I have a setup with 1*1711 and 3*831. There is an IPSec tunnel between each of the 831 (remote sites) and the 1711 (main site). NAT overload is used for all the routers.
Remote sites access a Terminal Server on the main site on the standard port 3389. This works well.
I want to have access also from the Internet to the Terminal Server on the main site, but I want to use a different port number, let's say port 7888 (and I don't want to use this port number for the PC that are in the main or remote sites). Is this possible?
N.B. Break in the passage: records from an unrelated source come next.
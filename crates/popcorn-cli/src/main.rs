use clap::{ArgAction, Parser, Subcommand};
use color_eyre::eyre::Context;
use commands::{config, interactive, watched};
use popcorn_config::{Config, PathManager};

mod commands;
mod logging;
mod output;

#[derive(Parser)]
#[command(name = "popcorn")]
#[command(about = "Popcorn - Search movies and keep track of what you've watched")]
#[command(version)]
struct Cli {
    /// Enable verbose output (use multiple times for more verbosity: -v, -vv)
    #[arg(short, long, action = ArgAction::Count, global = true)]
    verbose: u8,

    /// Suppress all output except errors
    #[arg(short, long, global = true)]
    quiet: bool,

    /// Output format
    #[arg(long, global = true, default_value = "human", value_enum)]
    output: output::OutputFormat,

    #[command(subcommand)]
    command: Option<Commands>,
}

#[derive(Subcommand)]
enum Commands {
    /// Search and rate movies interactively (default)
    #[command(long_about = "Start the interactive client. Every line you type becomes the search query; lines starting with ':' are commands. Type :help inside the client for the full list.")]
    Interactive,

    /// Configure the access key and show settings
    #[command(long_about = "Manage configuration and credentials for Popcorn. The OMDb access key is read from OMDB_API_KEY, then credentials.toml, then the [provider] section of config.toml.")]
    Config {
        #[command(subcommand)]
        cmd: ConfigCommands,
    },

    /// Show or edit the watched list
    #[command(long_about = "Print the watched list together with its summary averages. Use the remove subcommand to delete an entry by its id.")]
    Watched {
        /// Print the list as JSON regardless of --output
        #[arg(long, action = ArgAction::SetTrue)]
        json: bool,

        #[command(subcommand)]
        cmd: Option<WatchedCommands>,
    },
}

#[derive(Subcommand)]
enum ConfigCommands {
    /// Show current configuration (masks the access key)
    Show {
        /// Show the access key unmasked
        #[arg(long, action = ArgAction::SetTrue)]
        full: bool,
    },

    /// Store the OMDb access key in credentials.toml
    SetKey {
        /// Access key (if not provided, will prompt without echo)
        #[arg(long)]
        key: Option<String>,
    },
}

#[derive(Subcommand)]
enum WatchedCommands {
    /// Remove an entry by movie id
    Remove {
        /// Provider id, e.g. tt0816692
        id: String,
    },
}

#[tokio::main(flavor = "current_thread")]
async fn main() -> color_eyre::Result<()> {
    color_eyre::install()?;

    let cli = Cli::parse();

    let paths = PathManager::default();
    let config_file = paths.config_file();
    let config = Config::load_or_default(&config_file)
        .wrap_err_with(|| format!("Failed to load config from {}", config_file.display()))?;

    let log_file = config.logging.file.then(|| paths.log_file());
    logging::init_logging(cli.verbose, cli.quiet, &config.logging.level, log_file)
        .map_err(|e| color_eyre::eyre::eyre!("{}", e))?;

    let output = output::Output::new(cli.output, cli.quiet);

    match cli.command.unwrap_or(Commands::Interactive) {
        Commands::Interactive => interactive::run_interactive(&config, &paths, &output).await,
        Commands::Config { cmd } => config::run_config(cmd, &config, &paths, &output),
        Commands::Watched { json, cmd } => watched::run_watched(cmd, json, &paths, &output),
    }
}
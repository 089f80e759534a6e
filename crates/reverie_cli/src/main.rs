use clap::Parser;
use reverie_core::config::ReverieConfig;
use reverie_core::persona::{render_template, DialogueScript, PersonaCatalog};
use reverie_core::state::{ConversationState, IntroStage, Transcript, TranscriptTurn};
use reverie_dialogue::providers::{MockGenerator, OllamaGenerator};
use reverie_dialogue::{Generator, NarrativeOrchestrator};
use reverie_memory::sqlite::SqliteStore;
use reverie_memory::store::NarrativeStore;
use std::io::{self, Write};
use std::sync::Arc;
use tracing::{error, info};

#[derive(Parser, Debug)]
#[command(author, version, about, long_about = None)]
struct Args {
    /// Path to the config file
    #[arg(short, long, default_value = "reverie.toml")]
    config: String,

    /// Path to the state database (overrides config)
    #[arg(short, long)]
    db: Option<String>,

    /// Persona to converse with (overrides config)
    #[arg(short, long)]
    persona: Option<String>,

    /// Extra persona directory to load on top of the built-in seeds
    #[arg(long)]
    persona_dir: Option<String>,

    /// User id the state is keyed under
    #[arg(short, long, default_value = "local")]
    user: String,

    /// Model to use (overrides config)
    #[arg(short, long)]
    model: Option<String>,

    /// Run against the canned mock generator instead of a live model
    #[arg(long)]
    mock: bool,
}

#[tokio::main]
async fn main() -> anyhow::Result<()> {
    dotenv::dotenv().ok();
    tracing_subscriber::fmt()
        .with_env_filter(
            tracing_subscriber::EnvFilter::try_from_default_env()
                .unwrap_or_else(|_| "info".into()),
        )
        .init();
    let args = Args::parse();

    let mut config = ReverieConfig::load_or_default(&args.config);
    if let Some(db) = args.db {
        config.store.db_path = db;
    }
    if let Some(model) = args.model {
        config.llm.model = model;
    }
    if let Some(persona) = args.persona {
        config.narrative.default_persona = persona;
    }
    let agent_id = config.narrative.default_persona.clone();

    // 1. Load personas
    let mut catalog = PersonaCatalog::builtin()?;
    let persona_dir = args.persona_dir.or(config.narrative.persona_dir.clone());
    if let Some(dir) = persona_dir {
        let loaded = catalog.load_dir(&dir).await?;
        info!("Loaded {} persona(s) from {}", loaded, dir);
    }
    let persona = catalog.get(&agent_id)?.clone();

    // 2. Connect state store
    info!("Opening state store at {}...", config.store.db_path);
    let store = Arc::new(SqliteStore::new(&config.store.db_path).await?);

    // 3. Pick a generator
    let generator: Arc<dyn Generator> = if args.mock || config.llm.provider == "mock" {
        info!("Using mock generator");
        Arc::new(MockGenerator::new(
            "That sounds like quite a moment. What else do you remember about it?",
        ))
    } else {
        info!("Using Ollama with model {}", config.llm.model);
        Arc::new(OllamaGenerator::new(
            &config.llm.model,
            config.llm.base_url.as_deref(),
        )?)
    };

    let orchestrator = NarrativeOrchestrator::new(catalog, store.clone(), generator);

    // Open the session: if the introduction hasn't run for this pair yet,
    // the persona speaks first.
    let narrative = store
        .load_narrative_state(&args.user, &agent_id)
        .await?
        .unwrap_or_default();
    let mut transcript = Transcript::new();
    let mut session: Option<ConversationState> = None;

    println!("Reverie — talking with {}. Type 'quit' to exit.", persona.name);
    if !narrative.has_completed_introduction && narrative.intro_stage == IntroStage::InitialGreeting
    {
        let script = persona.stage_message(IntroStage::InitialGreeting)?;
        let opening = render_template(&script.message, &narrative.display_name());
        println!("\n{}: {}\n", persona.name, opening);
        transcript.push(TranscriptTurn::agent(&opening));
    }

    print!("> ");
    io::stdout().flush()?;

    let stdin = io::stdin();
    let mut input = String::new();

    loop {
        input.clear();
        if stdin.read_line(&mut input)? == 0 {
            break;
        }
        let trimmed = input.trim();

        if trimmed == "quit" || trimmed == "exit" {
            break;
        }
        if trimmed.is_empty() {
            print!("> ");
            io::stdout().flush()?;
            continue;
        }

        match orchestrator
            .process_turn(&args.user, &agent_id, trimmed, &transcript, session.take())
            .await
        {
            Ok(outcome) => {
                println!("\n{}: {}\n", persona.name, outcome.response);
                transcript.push(TranscriptTurn::user(trimmed));
                transcript.push(TranscriptTurn::agent(&outcome.response));
                session = Some(outcome.conversation);
                if outcome.metadata.conversation_ended {
                    // The scripted opening wrapped up; the next message
                    // starts a fresh casual session.
                    println!("(conversation closed — say anything to keep chatting)\n");
                    transcript = Transcript::new();
                    session = None;
                }
            }
            Err(e) => {
                error!("Turn failed: {}", e);
                println!("\n[System Error]: {}\n", e);
            }
        }

        print!("> ");
        io::stdout().flush()?;
    }

    Ok(())
}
With my current configuration, as soon as I insert : ip nat inside source static tcp 192.1.1.1 3389 interface FastEthernet0
7888 ...remote sites loose their access to the Terminal Server (NAT is done before IPSec).192.1.1.1 is my Terminal Server's LAN address (weird subnet, but...).
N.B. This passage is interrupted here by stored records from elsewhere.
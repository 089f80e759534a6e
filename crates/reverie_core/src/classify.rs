//! Heuristic classification of a single user utterance.
//!
//! Deterministic and stage-conditioned: the name check only applies at the
//! initial greeting, and the negative/minimal checks only apply at the three
//! gated stages. Everything else is substantive. In production this should
//! eventually be replaced with a learned classifier; the fixed phrase sets
//! here exist so the scripted introduction never advances past a stage whose
//! required information was not actually supplied.

use crate::state::IntroStage;
use regex::Regex;
use std::sync::LazyLock;

static RE_IM: LazyLock<Regex> =
    LazyLock::new(|| Regex::new(r"(?i)\bi'?m\s+([A-Za-z]+)").unwrap());
static RE_MY_NAME: LazyLock<Regex> =
    LazyLock::new(|| Regex::new(r"(?i)\bmy\s+name\s+is\s+([A-Za-z]+)").unwrap());

/// Phrases that open a refusal or a blank. Checked against the trimmed,
/// lowercased start of the utterance.
const NEGATIVE_OPENERS: &[&str] = &[
    "no",
    "nope",
    "not really",
    "huh?",
    "i don't know",
    "i don't think so",
    "nothing comes to mind",
];

/// Exact-match whitelist of low-content replies.
const MINIMAL_REPLIES: &[&str] = &[
    "yes", "no", "maybe", "ok", "sure", "thanks", "thank you", "cool", "nice", "great",
    "awesome", "fine",
];

/// What kind of reply the user gave, relative to the current stage.
#[derive(Debug, Clone, Copy, PartialEq, Eq)]
pub enum ResponseKind {
    /// Looks like a self-introduction (initial greeting only).
    Name,
    /// Opens with a refusal phrase (gated stages only).
    Negative,
    /// Too short or whitelisted filler (gated stages only).
    Minimal,
    Substantive,
}

/// Stage-conditioned utterance classifier. Pure, no external calls.
#[derive(Debug, Clone, Copy, Default)]
pub struct ResponseClassifier;

impl ResponseClassifier {
    pub fn new() -> Self {
        Self
    }

    /// Classify `text` as seen from `stage`.
    ///
    /// Check order matters: name before anything at the greeting, negative
    /// before minimal at the gated stages.
    pub fn classify(&self, stage: IntroStage, text: &str) -> ResponseKind {
        let trimmed = text.trim();

        if stage == IntroStage::InitialGreeting && looks_like_name(trimmed) {
            return ResponseKind::Name;
        }

        if stage.gated() {
            let lower = trimmed.to_lowercase();
            if NEGATIVE_OPENERS.iter().any(|p| lower.starts_with(p)) {
                return ResponseKind::Negative;
            }
            if trimmed.len() < 15 || MINIMAL_REPLIES.contains(&lower.as_str()) {
                return ResponseKind::Minimal;
            }
        }

        ResponseKind::Substantive
    }

    /// Pull a name out of a greeting-stage reply: the capture group of the
    /// "I'm X" / "my name is X" patterns, else the raw trimmed text.
    pub fn extract_name(&self, text: &str) -> String {
        let trimmed = text.trim();
        if let Some(caps) = RE_IM.captures(trimmed) {
            return caps[1].to_string();
        }
        if let Some(caps) = RE_MY_NAME.captures(trimmed) {
            return caps[1].to_string();
        }
        trimmed.to_string()
    }
}

fn looks_like_name(trimmed: &str) -> bool {
    trimmed.len() < 20 || RE_IM.is_match(trimmed) || RE_MY_NAME.is_match(trimmed)
}
pub mod extractor;
pub mod fragment;
pub mod sqlite;
pub mod store;

pub use extractor::{HeuristicExtractor, MemoryExtractor};
pub use fragment::{
    FragmentContext, FragmentDate, FragmentLocation, FragmentPerson, FragmentStatus,
    MemoryFragment, TimePeriod,
};
pub use sqlite::SqliteStore;
pub use store::{InMemoryStore, NarrativeStore};
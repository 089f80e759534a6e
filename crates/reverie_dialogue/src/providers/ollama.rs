//! Ollama generator provider.
//!
//! Ollama exposes an OpenAI-compatible API at localhost:11434/v1; one
//! non-streaming chat completion per call is all this subsystem needs.

use crate::generator::Generator;
use crate::retry::{with_retry, RetryConfig};
use anyhow::{Context, Result};
use async_trait::async_trait;
use reqwest::Client;
use serde_json::{json, Value};
use std::env;
use std::time::Duration;

#[derive(Debug, Clone)]
pub struct OllamaGenerator {
    client: Client,
    base_url: String,
    model: String,
    max_tokens: u32,
    temperature: f32,
    retry: RetryConfig,
}

impl OllamaGenerator {
    pub fn new(model: &str, base_url: Option<&str>) -> Result<Self> {
        let base_url = base_url
            .map(str::to_string)
            .or_else(|| env::var("OLLAMA_BASE_URL").ok())
            .unwrap_or_else(|| "http://localhost:11434/v1".to_string())
            .trim_end_matches('/')
            .to_string();

        Ok(Self {
            client: Client::builder()
                .timeout(Duration::from_secs(60))
                .build()?,
            base_url,
            model: model.to_string(),
            max_tokens: 512,
            temperature: 0.7,
            retry: RetryConfig::default(),
        })
    }

    pub fn with_sampling(mut self, max_tokens: u32, temperature: f32) -> Self {
        self.max_tokens = max_tokens;
        self.temperature = temperature;
        self
    }

    async fn chat(&self, system: &str, user: &str, max_tokens: u32) -> Result<String> {
        let payload = json!({
            "model": self.model,
            "messages": [
                {"role": "system", "content": system},
                {"role": "user", "content": user},
            ],
            "temperature": self.temperature,
            "max_tokens": max_tokens,
            "stream": false,
        });

        let url = format!("{}/chat/completions", self.base_url);
        let response = with_retry(&self.retry, "Ollama", || async {
            self.client
                .post(&url)
                .json(&payload)
                .send()
                .await
                .map_err(anyhow::Error::from)
        })
        .await?;

        let body: Value = response
            .json()
            .await
            .context("Failed to parse Ollama response body")?;
        let text = body["choices"][0]["message"]["content"]
            .as_str()
            .context("Ollama response missing message content")?
            .trim()
            .to_string();
        Ok(text)
    }
}

#[async_trait]
impl Generator for OllamaGenerator {
    async fn generate(&self, prompt: &str, context: &str) -> Result<String> {
        self.chat(context, prompt, self.max_tokens).await
    }

    async fn classify_boolean(&self, prompt: &str) -> Result<bool> {
        let system = "Answer with a single word, yes or no. No punctuation, no explanation.";
        let answer = self.chat(system, prompt, 8).await?;
        Ok(answer.to_lowercase().starts_with("yes"))
    }
}
pub mod mock;
pub mod ollama;

pub use mock::MockGenerator;
pub use ollama::OllamaGenerator;
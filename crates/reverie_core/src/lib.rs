pub mod classify;
pub mod config;
pub mod engagement;
pub mod error;
pub mod persona;
pub mod state;

pub use classify::{ResponseClassifier, ResponseKind};
pub use config::ReverieConfig;
pub use error::ReverieError;
pub use persona::{render_template, DialogueScript, PersonaCatalog, PersonaDefinition, StageScript};
pub use state::{
    ConversationNode, ConversationState, IntroStage, NarrativeState, PersonaScratch,
    RelationshipStage, Speaker, Transcript, TranscriptTurn,
};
Here is a small amount of the 1711 configuration :
version 12.3 ip nat inside source route-map nat-route-map interface FastEthernet0 overload route-map nat-route-map permit 1 match ip address nat-acl ! ip access-list extended nat-acl deny ip 192.1.1.0 0.0.0.255 192.168.0.0 0.0.0.255 deny ip 192.1.1.0 0.0.0.255 192.168.1.0 0.0.0.255 deny ip 192.1.1.0 0.0.0.255 192.168.2.0 0.0.0.255 permit ip 192.1.1.0 0.0.0.255 any !
Help would be greatly appreciated. Thanks, Al